III

186 Mots
III La seconde maison où il se plaça était celle d’un banquier, lequel avait un peu contribué, – par ses souhaits, – au succès de la révolution de 1830. Là, nécessairement, point de diffamation à l’égard du roi Louis-Philippe et point de regrets du passé.
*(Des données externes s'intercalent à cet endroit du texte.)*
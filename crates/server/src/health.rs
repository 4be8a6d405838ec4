use std::sync::Arc;

use axum::{extract::State, http::StatusCode, routing::get, Json, Router};
use chrono::Utc;
use dokan_db::{migrations, DbPool};
use dokan_messenger::MessageIntake;
use serde::Serialize;

#[derive(Clone)]
pub struct HealthState {
    db_pool: DbPool,
    intake: Arc<MessageIntake>,
}

#[derive(Clone, Copy, Debug, PartialEq, Eq, Serialize)]
#[serde(rename_all = "snake_case")]
pub enum CheckStatus {
    Ready,
    Degraded,
}

#[derive(Clone, Debug, PartialEq, Eq, Serialize)]
pub struct HealthCheck {
    pub name: &'static str,
    pub status: CheckStatus,
    pub detail: String,
}

#[derive(Clone, Debug, PartialEq, Eq, Serialize)]
pub struct HealthResponse {
    pub status: CheckStatus,
    pub checks: Vec<HealthCheck>,
    /// Conversations with buffered or in-flight turns.
    pub active_conversations: usize,
    pub checked_at: String,
}

pub fn router(db_pool: DbPool, intake: Arc<MessageIntake>) -> Router {
    Router::new().route("/health", get(health)).with_state(HealthState { db_pool, intake })
}

pub async fn health(State(state): State<HealthState>) -> (StatusCode, Json<HealthResponse>) {
    let checks = vec![database_check(&state.db_pool).await, schema_check(&state.db_pool).await];
    let ready = checks.iter().all(|check| check.status == CheckStatus::Ready);

    let payload = HealthResponse {
        status: if ready { CheckStatus::Ready } else { CheckStatus::Degraded },
        checks,
        active_conversations: state.intake.coalescer().active_conversations(),
        checked_at: Utc::now().to_rfc3339(),
    };

    let status_code = if ready { StatusCode::OK } else { StatusCode::SERVICE_UNAVAILABLE };
    (status_code, Json(payload))
}

async fn database_check(pool: &DbPool) -> HealthCheck {
    let (status, detail) = match sqlx::query_scalar::<_, i64>("SELECT 1").fetch_one(pool).await {
        Ok(_) => (CheckStatus::Ready, "database query succeeded".to_string()),
        Err(error) => (CheckStatus::Degraded, format!("database query failed: {error}")),
    };
    HealthCheck { name: "database", status, detail }
}

async fn schema_check(pool: &DbPool) -> HealthCheck {
    let expected = migrations::embedded_count();
    let (status, detail) = match migrations::applied_count(pool).await {
        Ok(applied) if applied >= expected => {
            (CheckStatus::Ready, format!("{applied} of {expected} migration(s) applied"))
        }
        Ok(applied) => {
            (CheckStatus::Degraded, format!("{applied} of {expected} migration(s) applied"))
        }
        Err(error) => (CheckStatus::Degraded, format!("migration state unreadable: {error}")),
    };
    HealthCheck { name: "schema", status, detail }
}

#[cfg(test)]
mod tests {
    use std::sync::Arc;
    use std::time::Duration;

    use async_trait::async_trait;
    use axum::{extract::State, http::StatusCode, Json};
    use dokan_core::domain::conversation::CoalescedTurn;
    use dokan_db::{connect_with_settings, migrations, DbPool};
    use dokan_messenger::{Coalescer, Deduplicator, MessageIntake, TurnHandler};

    use super::{health, CheckStatus, HealthState};

    struct IgnoreTurns;

    #[async_trait]
    impl TurnHandler for IgnoreTurns {
        async fn handle_turn(&self, _turn: CoalescedTurn) {}
    }

    fn state(db_pool: DbPool) -> State<HealthState> {
        let coalescer = Coalescer::new(Duration::from_secs(3), Arc::new(IgnoreTurns));
        let intake =
            Arc::new(MessageIntake::new(Deduplicator::new(Duration::from_secs(60)), coalescer));
        State(HealthState { db_pool, intake })
    }

    async fn pool() -> DbPool {
        connect_with_settings("sqlite::memory:", 1, 5).await.expect("pool should connect")
    }

    #[tokio::test]
    async fn migrated_database_is_ready() {
        let pool = pool().await;
        migrations::run_pending(&pool).await.expect("migrate");

        let (status, Json(payload)) = health(state(pool.clone())).await;

        assert_eq!(status, StatusCode::OK);
        assert_eq!(payload.status, CheckStatus::Ready);
        assert_eq!(payload.checks.len(), 2);
        assert_eq!(payload.active_conversations, 0);

        pool.close().await;
    }

    #[tokio::test]
    async fn unmigrated_database_is_degraded() {
        let pool = pool().await;

        let (status, Json(payload)) = health(state(pool.clone())).await;

        assert_eq!(status, StatusCode::SERVICE_UNAVAILABLE);
        let schema = payload.checks.iter().find(|check| check.name == "schema").expect("schema");
        assert_eq!(schema.status, CheckStatus::Degraded);
        assert_eq!(payload.checks[0].status, CheckStatus::Ready, "database itself answers");

        pool.close().await;
    }

    #[tokio::test]
    async fn closed_pool_reports_service_unavailable() {
        let pool = pool().await;
        pool.close().await;

        let (status, Json(payload)) = health(state(pool)).await;

        assert_eq!(status, StatusCode::SERVICE_UNAVAILABLE);
        assert!(payload.checks.iter().all(|check| check.status == CheckStatus::Degraded));
    }
}
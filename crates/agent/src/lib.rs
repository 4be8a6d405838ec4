//! Agent runtime: the per-turn workflow behind a merchant's messaging page.
//!
//! The debounce layer in `dokan-messenger` hands every coalesced turn to
//! [`AgentRuntime`], which:
//! 1. Checks whether the merchant may reply at all (subscription, AI switch)
//! 2. Merges the model's order extraction into the persisted order session
//! 3. Asks the deterministic [`TurnEngine`](dokan_core::flows::TurnEngine) for a decision
//! 4. Carries out that decision: replies, stock reservation, order persistence
//!
//! # Safety Principle
//!
//! The model is strictly a translator. It never decides prices, stock or whether an
//! order is placed; those come from `dokan-core` and the repositories.

pub mod conversation;
pub mod followup;
pub mod llm;
pub mod replies;
pub mod reservation;
pub mod runtime;

pub use conversation::{
    GeneratedReply, LlmOrderExtractor, LlmReplyGenerator, OrderExtractor, ReplyGenerator,
    ReplyRequest,
};
pub use followup::{FollowupSweeper, SweepReport};
pub use llm::{client_from_config, LlmClient, LlmError, PromptMessage, PromptRole};
pub use reservation::{ReservationError, StockReserver};
pub use runtime::{AgentDependencies, AgentRuntime, TurnOutcome, HISTORY_LIMIT};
Mais, en revanche, une morgue qui sentait le parvenu d’une lieue, et des airs de hauteur tels que n’en aurait pas un descendant direct du Saxon Witikind ou de Diaz de Bivar. Là, chaque jour, pour s’acquitter de ses devoirs, Hermès s’efforçait de déposer quelques bonnes semences dans l’esprit de son élève. Il lui disait, entre autres choses, que les hommes ne valent que par leur mérite, et qu’il n’est rien au monde le plus ridicule que de menacer du front les étoiles parce qu’on a beaucoup d’argent. Le bruit de ces leçons ne tarda pas à venir aux oreilles du père. Celui-ci, discourtoisement, dit à Hermès qu’il ne le payait pas pour débiter chez lui de telles sottises. Hermès devint tout rouge et répondit tranquillement que les seuls Turcarets avaient le privilège de s’exprimer comme des sots. L’affaire n’eut pas de suites sanglantes, mais cette fois Hermès, qui logeait au rez-de-chaussée, afin de s’en aller plus vite, sauta par la fenêtre.